DDX5 targets tissue specific RNAs to promote intestine tumorigenesis

Tumorigenesis in different segments of the intestinal tract involves tissue-specific oncogenic drivers. In the colon, complement component 3 (C3) activation is a major contributor to inflammation and malignancies. By contrast, tumorigenesis in the small intestine involves fatty acid-binding protein 1 (FABP1). However, little is known of the upstream mechanisms driving their expressions in different segments of the intestinal tract. Here, we report that an RNA binding protein DDX5 augments C3 and FABP1 expressions post-transcriptionally to promote tumorigenesis in the colon and small intestine, respectively. Mice with epithelial-specific knockout of DDX5 are protected from intestine tumorigenesis.

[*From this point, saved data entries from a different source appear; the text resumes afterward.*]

//! Exit code constants for phaseguard.
//!
//! # Exit Code Table
//!
//! | Code | Constant | Description |
//! |------|----------|-------------|
//! | 0 | `SUCCESS` | Decision produced, no block |
//! | 1 | `INTERNAL` | Internal failure or contract violation |
//! | 2 | `CLI_ARGS` | Invalid CLI arguments or configuration |
//! | 3 | `BLOCKED` | Engine returned a `BLOCKED-*` decision |
//! | 4 | `NEEDS_HUMAN` | Terminal needs-human state |
//! | 9 | `LOCK_HELD` | Another process holds the session lock |
//! | 11 | `INTEGRITY` | Hash mismatch or engine rollback performed |

/// Exit codes matching the documented exit code table.
///
/// The numeric values are part of the public API and will not change in 1.x
/// releases.
///
/// ```rust
/// use phaseguard_utils::exit_codes::ExitCode;
///
/// assert_eq!(ExitCode::BLOCKED.as_i32(), 3);
/// assert_eq!(ExitCode::from_i32(9), ExitCode::LOCK_HELD);
/// ```
#[derive(Debug, Clone, Copy, PartialEq, Eq)]
pub struct ExitCode(i32);

impl ExitCode {
    /// Success - a decision was produced without a block
    pub const SUCCESS: ExitCode = ExitCode(0);

    /// Internal error - general failure
    pub const INTERNAL: ExitCode = ExitCode(1);

    /// CLI arguments error - invalid arguments or configuration
    pub const CLI_ARGS: ExitCode = ExitCode(2);

    /// Blocked - the engine refused with a `BLOCKED-*` reason code
    pub const BLOCKED: ExitCode = ExitCode(3);

    /// Needs human - the workflow is parked awaiting an operator
    pub const NEEDS_HUMAN: ExitCode = ExitCode(4);

    /// Lock held - another process is working on the same session
    pub const LOCK_HELD: ExitCode = ExitCode(9);

    /// Integrity - unexplained hash change or a rollback was performed
    pub const INTEGRITY: ExitCode = ExitCode(11);

    #[must_use]
    pub const fn as_i32(self) -> i32 {
        self.0
    }

    #[must_use]
    pub const fn from_i32(code: i32) -> Self {
        ExitCode(code)
    }

    /// Stable lowercase name used in the output envelope.
    #[must_use]
    pub const fn name(self) -> &'static str {
        match self.0 {
            0 => "success",
            2 => "cli_args",
            3 => "blocked",
            4 => "needs_human",
            9 => "lock_held",
            11 => "integrity",
            _ => "internal",
        }
    }
}

impl From<i32> for ExitCode {
    fn from(code: i32) -> Self {
        ExitCode(code)
    }
}

impl From<ExitCode> for i32 {
    fn from(code: ExitCode) -> Self {
        code.0
    }
}

impl std::fmt::Display for ExitCode {
    fn fmt(&self, f: &mut std::fmt::Formatter<'_>) -> std::fmt::Result {
        write!(f, "{}", self.0)
    }
}
//! Evidence-backed gates.
//!
//! Test-quality, business-rules, rollback-safety and implementation-QA are
//! decided only from stored evidence. Narrative text attached to a claim
//! carries no weight: a claim without a matching fresh, trusted, correctly
//! typed record is `NOT_VERIFIED`, and a gate with any unverified claim never
//! approves.
//!
//! A gate whose only problems are missing or stale evidence stays pending:
//! the claims are reported and re-probed, but no iteration is consumed.

use phaseguard_evidence::{Claim, ClaimVerdict, Evidence, FreshnessContext, verify_claim};
use phaseguard_reason::{ReasonCode, payload_of};
use phaseguard_state::{ClaimEntry, ClaimResolution, SessionState};
use phaseguard_utils::types::{GateName, GateStatus, MAX_GATE_ITERATIONS};

use crate::error::GateError;
use crate::outcome::{GateCondition, GateOutcome};

fn to_claim(claim_id: &str, entry: &ClaimEntry) -> Claim {
    Claim {
        claim_id: claim_id.to_string(),
        label: entry.label.clone(),
        kind: entry.kind,
        required_class: entry.required_class,
        evidence_ids: entry.evidence_ids.clone(),
    }
}

fn verdict_evidence(verdict: &ClaimVerdict) -> Option<&str> {
    match verdict {
        ClaimVerdict::Missing { .. } => None,
        ClaimVerdict::Verified { evidence_id, .. }
        | ClaimVerdict::Stale { evidence_id, .. }
        | ClaimVerdict::TypeMismatch { evidence_id, .. }
        | ClaimVerdict::Contradicted { evidence_id, .. }
        | ClaimVerdict::Untrusted { evidence_id, .. } => Some(evidence_id),
    }
}

/// Evaluate an evidence-backed gate for the current phase.
pub fn evaluate_evidence_gate(
    state: &SessionState,
    gate: GateName,
    records: &[Evidence],
    ctx: &FreshnessContext,
) -> Result<GateOutcome, GateError> {
    if gate == GateName::Architecture {
        return Err(GateError::NotEvidenceBacked { gate });
    }
    let phase = state.current_phase();
    if phase != gate.phase() {
        return Err(GateError::WrongPhase { gate, phase });
    }
    let iteration = state.gates.get(&gate).map_or(1, |g| g.iteration);
    if state.gate_status(gate) == GateStatus::NeedsHuman {
        return Err(GateError::AwaitingHuman { gate, iteration });
    }

    let mut outcome = GateOutcome::new(gate, iteration);
    // issues that only new or fresher evidence can clear
    let mut awaiting_evidence = 0usize;
    let claims: Vec<(&String, &ClaimEntry)> = state
        .build_evidence
        .claims
        .iter()
        .filter(|(_, entry)| entry.gate == gate)
        .collect();

    if claims.is_empty() {
        outcome
            .issues
            .push(format!("no claims are registered for {gate}"));
        outcome.offer_reason(
            ReasonCode::MissingEvidence,
            payload_of([("claim_id", gate.as_str())]),
        );
    }

    for (claim_id, entry) in claims {
        let verdict = verify_claim(&to_claim(claim_id, entry), records, ctx);
        let evidence_id = verdict_evidence(&verdict).map(str::to_string);
        outcome.conditions.push(GateCondition::check(
            format!("claim {claim_id}"),
            verdict.is_verified(),
            verdict
                .reason_code()
                .map_or("verified", |c| c.as_str()),
            "verified",
        ));

        match verdict.reason_code() {
            None => {
                if let Some(id) = &evidence_id {
                    outcome.evidence_ids.push(id.clone());
                }
                outcome.resolutions.insert(
                    claim_id.clone(),
                    ClaimResolution {
                        verified: true,
                        reason_code: None,
                        evidence_id,
                    },
                );
            }
            Some(code) => {
                let payload = verdict.payload();
                outcome.issues.push(format!("{code}: {claim_id}"));
                if matches!(code, ReasonCode::NotVerifiedMissingEvidence | ReasonCode::EvidenceStale) {
                    awaiting_evidence += 1;
                }
                if let Some(reprobe) = verdict.reprobe() {
                    outcome.reprobe.push(reprobe.clone());
                }
                outcome.resolutions.insert(
                    claim_id.clone(),
                    ClaimResolution {
                        verified: false,
                        reason_code: Some(code.as_str().to_string()),
                        evidence_id,
                    },
                );
                outcome.resolution_payloads.insert(code, payload.clone());
                outcome.offer_reason(code, payload);
            }
        }
    }

    if gate == GateName::ImplementationQa {
        for upstream in gate.upstream() {
            let status = state.gate_status(upstream);
            let allowed = status.is_allowed_upstream();
            outcome.conditions.push(GateCondition::check(
                format!("upstream {upstream}"),
                allowed,
                status.as_str(),
                "approved or not-applicable",
            ));
            if !allowed {
                outcome
                    .issues
                    .push(format!("upstream gate {upstream} is {status}"));
                outcome.offer_reason(
                    ReasonCode::UpstreamGateNotApproved,
                    payload_of([
                        ("gate", gate.as_str()),
                        ("upstream_gate", upstream.as_str()),
                        ("status", status.as_str()),
                    ]),
                );
            }
        }
    }

    if let Some(artifacts) = state.gate_artifacts.get(&gate) {
        for artifact in artifacts.missing() {
            outcome
                .issues
                .push(format!("gate artifact '{artifact}' is missing"));
            outcome.offer_reason(
                ReasonCode::GateArtifactMissing,
                payload_of([("gate", gate.as_str()), ("artifact", artifact)]),
            );
        }
    }

    outcome.status = if outcome.issues.is_empty() {
        GateStatus::Approved
    } else if awaiting_evidence == outcome.issues.len() {
        GateStatus::Pending
    } else if iteration < MAX_GATE_ITERATIONS {
        GateStatus::Rejected
    } else {
        outcome.reason_code = None;
        outcome.offer_reason(
            ReasonCode::EscalatedToHuman,
            payload_of([("gate", gate.as_str().to_string()), ("iteration", iteration.to_string())]),
        );
        GateStatus::NeedsHuman
    };

    tracing::info!(
        gate = gate.as_str(),
        iteration,
        status = outcome.status.as_str(),
        reason_code = outcome.reason_code.map(|c| c.as_str()),
        reprobe = outcome.reprobe.len(),
        "evidence gate evaluated"
    );
    Ok(outcome)
}

#[cfg(test)]
mod tests {
    use super::*;
    use chrono::Duration;
    use phaseguard_evidence::{ClaimKind, EvidenceClass, RepoIdentity};
    use phaseguard_state::{GateArtifacts, Presence};
    use phaseguard_utils::test_support::{fixed_now, test_key};
    use phaseguard_utils::types::PhaseId;
    use serde_json::json;

    fn ctx() -> FreshnessContext {
        FreshnessContext::starting_now(fixed_now(), fixed_now() - Duration::hours(2))
    }

    fn at(phase: PhaseId) -> SessionState {
        let identity = RepoIdentity {
            repo_fingerprint: test_key().repo_fingerprint,
            repo_root: None,
        };
        let mut state = SessionState::new(&test_key(), &identity, "id-1", fixed_now());
        state.phase = phase.into();
        state
    }

    fn claim(state: &mut SessionState, id: &str, label: &str, gate: GateName) {
        state.build_evidence.claims.insert(
            id.to_string(),
            ClaimEntry {
                label: label.to_string(),
                kind: ClaimKind::TestsPass,
                required_class: EvidenceClass::GateEvidence,
                gate,
                evidence_ids: Vec::new(),
                resolution: None,
            },
        );
    }

    fn test_run(id: &str, claim_id: &str, failed: u32, age_hours: i64) -> Evidence {
        let exit_code = i32::from(failed != 0);
        Evidence::seal(
            id,
            EvidenceClass::GateEvidence,
            fixed_now() - Duration::hours(age_hours),
            json!({"claim_id": claim_id, "kind": "test_run", "passed": 12, "failed": failed, "skipped": 0, "exit_code": exit_code}),
        )
        .unwrap()
    }

    #[test]
    fn test_claim_without_evidence_is_not_verified() {
        let mut state = at(PhaseId::TestQuality);
        claim(&mut state, "tests-green", "tests green", GateName::TestQuality);
        let out = evaluate_evidence_gate(&state, GateName::TestQuality, &[], &ctx()).unwrap();
        assert_eq!(out.status, GateStatus::Pending);
        assert_eq!(out.reason_code, Some(ReasonCode::NotVerifiedMissingEvidence));
        let resolution = &out.resolutions["tests-green"];
        assert!(!resolution.verified);
        assert_eq!(
            resolution.reason_code.as_deref(),
            Some("NOT_VERIFIED-MISSING-EVIDENCE")
        );
        assert!(out.resolution_payloads.contains_key(&ReasonCode::NotVerifiedMissingEvidence));
    }

    #[test]
    fn test_fresh_passing_run_approves() {
        let mut state = at(PhaseId::TestQuality);
        claim(&mut state, "tests-green", "tests green", GateName::TestQuality);
        let records = [test_run("ev-1", "tests-green", 0, 1)];
        let out = evaluate_evidence_gate(&state, GateName::TestQuality, &records, &ctx()).unwrap();
        assert!(out.is_approved());
        assert_eq!(out.evidence_ids, vec!["ev-1"]);
    }

    #[test]
    fn test_stale_run_requests_reprobe() {
        let mut state = at(PhaseId::TestQuality);
        claim(&mut state, "tests-green", "tests green", GateName::TestQuality);
        let records = [test_run("ev-old", "tests-green", 0, 30)];
        let out = evaluate_evidence_gate(&state, GateName::TestQuality, &records, &ctx()).unwrap();
        assert_eq!(out.status, GateStatus::Pending);
        assert_eq!(out.reason_code, Some(ReasonCode::EvidenceStale));
        assert_eq!(out.reprobe.len(), 1);
        assert_eq!(out.reprobe[0].previous_evidence_id, "ev-old");
    }

    #[test]
    fn test_failing_run_contradicts() {
        let mut state = at(PhaseId::TestQuality);
        claim(&mut state, "tests-green", "tests green", GateName::TestQuality);
        let records = [test_run("ev-1", "tests-green", 2, 1)];
        let out = evaluate_evidence_gate(&state, GateName::TestQuality, &records, &ctx()).unwrap();
        assert_eq!(out.status, GateStatus::Rejected);
        assert_eq!(out.reason_code, Some(ReasonCode::EvidenceContradicts));
    }

    #[test]
    fn test_missing_evidence_never_escalates() {
        let mut state = at(PhaseId::TestQuality);
        claim(&mut state, "tests-green", "tests green", GateName::TestQuality);
        state.gate_mut(GateName::TestQuality).iteration = 3;
        let out = evaluate_evidence_gate(&state, GateName::TestQuality, &[], &ctx()).unwrap();
        assert_eq!(out.status, GateStatus::Pending);
        assert_eq!(out.iteration, 3);
        assert_eq!(out.reason_code, Some(ReasonCode::NotVerifiedMissingEvidence));
    }

    #[test]
    fn test_missing_evidence_next_to_a_real_failure_rejects() {
        let mut state = at(PhaseId::TestQuality);
        claim(&mut state, "tests-green", "tests green", GateName::TestQuality);
        claim(&mut state, "suite-green", "suite green", GateName::TestQuality);
        let records = [test_run("ev-1", "tests-green", 2, 1)];
        let out = evaluate_evidence_gate(&state, GateName::TestQuality, &records, &ctx()).unwrap();
        assert_eq!(out.status, GateStatus::Rejected);
        assert_eq!(out.resolutions.len(), 2);
    }

    #[test]
    fn test_gate_without_claims_never_approves() {
        let state = at(PhaseId::RollbackSafety);
        let out = evaluate_evidence_gate(&state, GateName::RollbackSafety, &[], &ctx()).unwrap();
        assert_eq!(out.status, GateStatus::Rejected);
        assert_eq!(out.reason_code, Some(ReasonCode::MissingEvidence));
    }

    #[test]
    fn test_missing_artifact_blocks_approval() {
        let mut state = at(PhaseId::TestQuality);
        claim(&mut state, "tests-green", "tests green", GateName::TestQuality);
        let mut artifacts = GateArtifacts::default();
        artifacts.provided.insert("coverage-report".to_string(), Presence::Missing);
        state.gate_artifacts.insert(GateName::TestQuality, artifacts);
        let records = [test_run("ev-1", "tests-green", 0, 1)];
        let out = evaluate_evidence_gate(&state, GateName::TestQuality, &records, &ctx()).unwrap();
        assert_eq!(out.status, GateStatus::Rejected);
        assert_eq!(out.reason_code, Some(ReasonCode::GateArtifactMissing));
    }

    #[test]
    fn test_implementation_qa_checks_upstream() {
        let mut state = at(PhaseId::Implementation);
        claim(&mut state, "build-ok", "build ok", GateName::ImplementationQa);
        state.build_evidence.claims.get_mut("build-ok").unwrap().kind = ClaimKind::BuildSucceeds;
        let build = Evidence::seal(
            "ev-b",
            EvidenceClass::GateEvidence,
            fixed_now(),
            json!({"claim_id": "build-ok", "kind": "build", "exit_code": 0}),
        )
        .unwrap();
        let out =
            evaluate_evidence_gate(&state, GateName::ImplementationQa, &[build.clone()], &ctx()).unwrap();
        assert_eq!(out.reason_code, Some(ReasonCode::UpstreamGateNotApproved));

        for g in [GateName::Architecture, GateName::TestQuality, GateName::RollbackSafety] {
            state.gate_mut(g).status = GateStatus::Approved;
        }
        state.gate_mut(GateName::BusinessRules).status = GateStatus::NotApplicable;
        let out = evaluate_evidence_gate(&state, GateName::ImplementationQa, &[build], &ctx()).unwrap();
        assert!(out.is_approved());
    }

    #[test]
    fn test_third_failure_needs_human() {
        let mut state = at(PhaseId::TestQuality);
        claim(&mut state, "tests-green", "tests green", GateName::TestQuality);
        state.gate_mut(GateName::TestQuality).iteration = 3;
        let records = [test_run("ev-1", "tests-green", 2, 1)];
        let out = evaluate_evidence_gate(&state, GateName::TestQuality, &records, &ctx()).unwrap();
        assert_eq!(out.status, GateStatus::NeedsHuman);
        assert_eq!(out.reason_code, Some(ReasonCode::EscalatedToHuman));
        // the claim itself still records why it failed
        assert!(out.resolution_payloads.contains_key(&ReasonCode::EvidenceContradicts));
    }

    #[test]
    fn test_architecture_is_not_evidence_backed() {
        let state = at(PhaseId::ArchitectureReview);
        assert!(matches!(
            evaluate_evidence_gate(&state, GateName::Architecture, &[], &ctx()),
            Err(GateError::NotEvidenceBacked { .. })
        ));
    }
}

The identification of DDX5 as the common upstream regulator of tissue-specific oncogenic molecules provides a new therapeutic target for intestine cancers. Overall design: Primary small intestine epithelial cells and Th17 cells were harvested, crosslinked with UV, lysed and immunoprecipitated to enrich for RNA fragments bound to DDX5-containing protein complexes. Primary small intestine of 8wk adult female mice and colon epithelial cells from 120 days old Apcfl/+ CDX2Cre mice were harvested, crosslinked with UV, lysed and immunoprecipitated to enrich for RNA fragments bound to DDX5-containing protein complexes.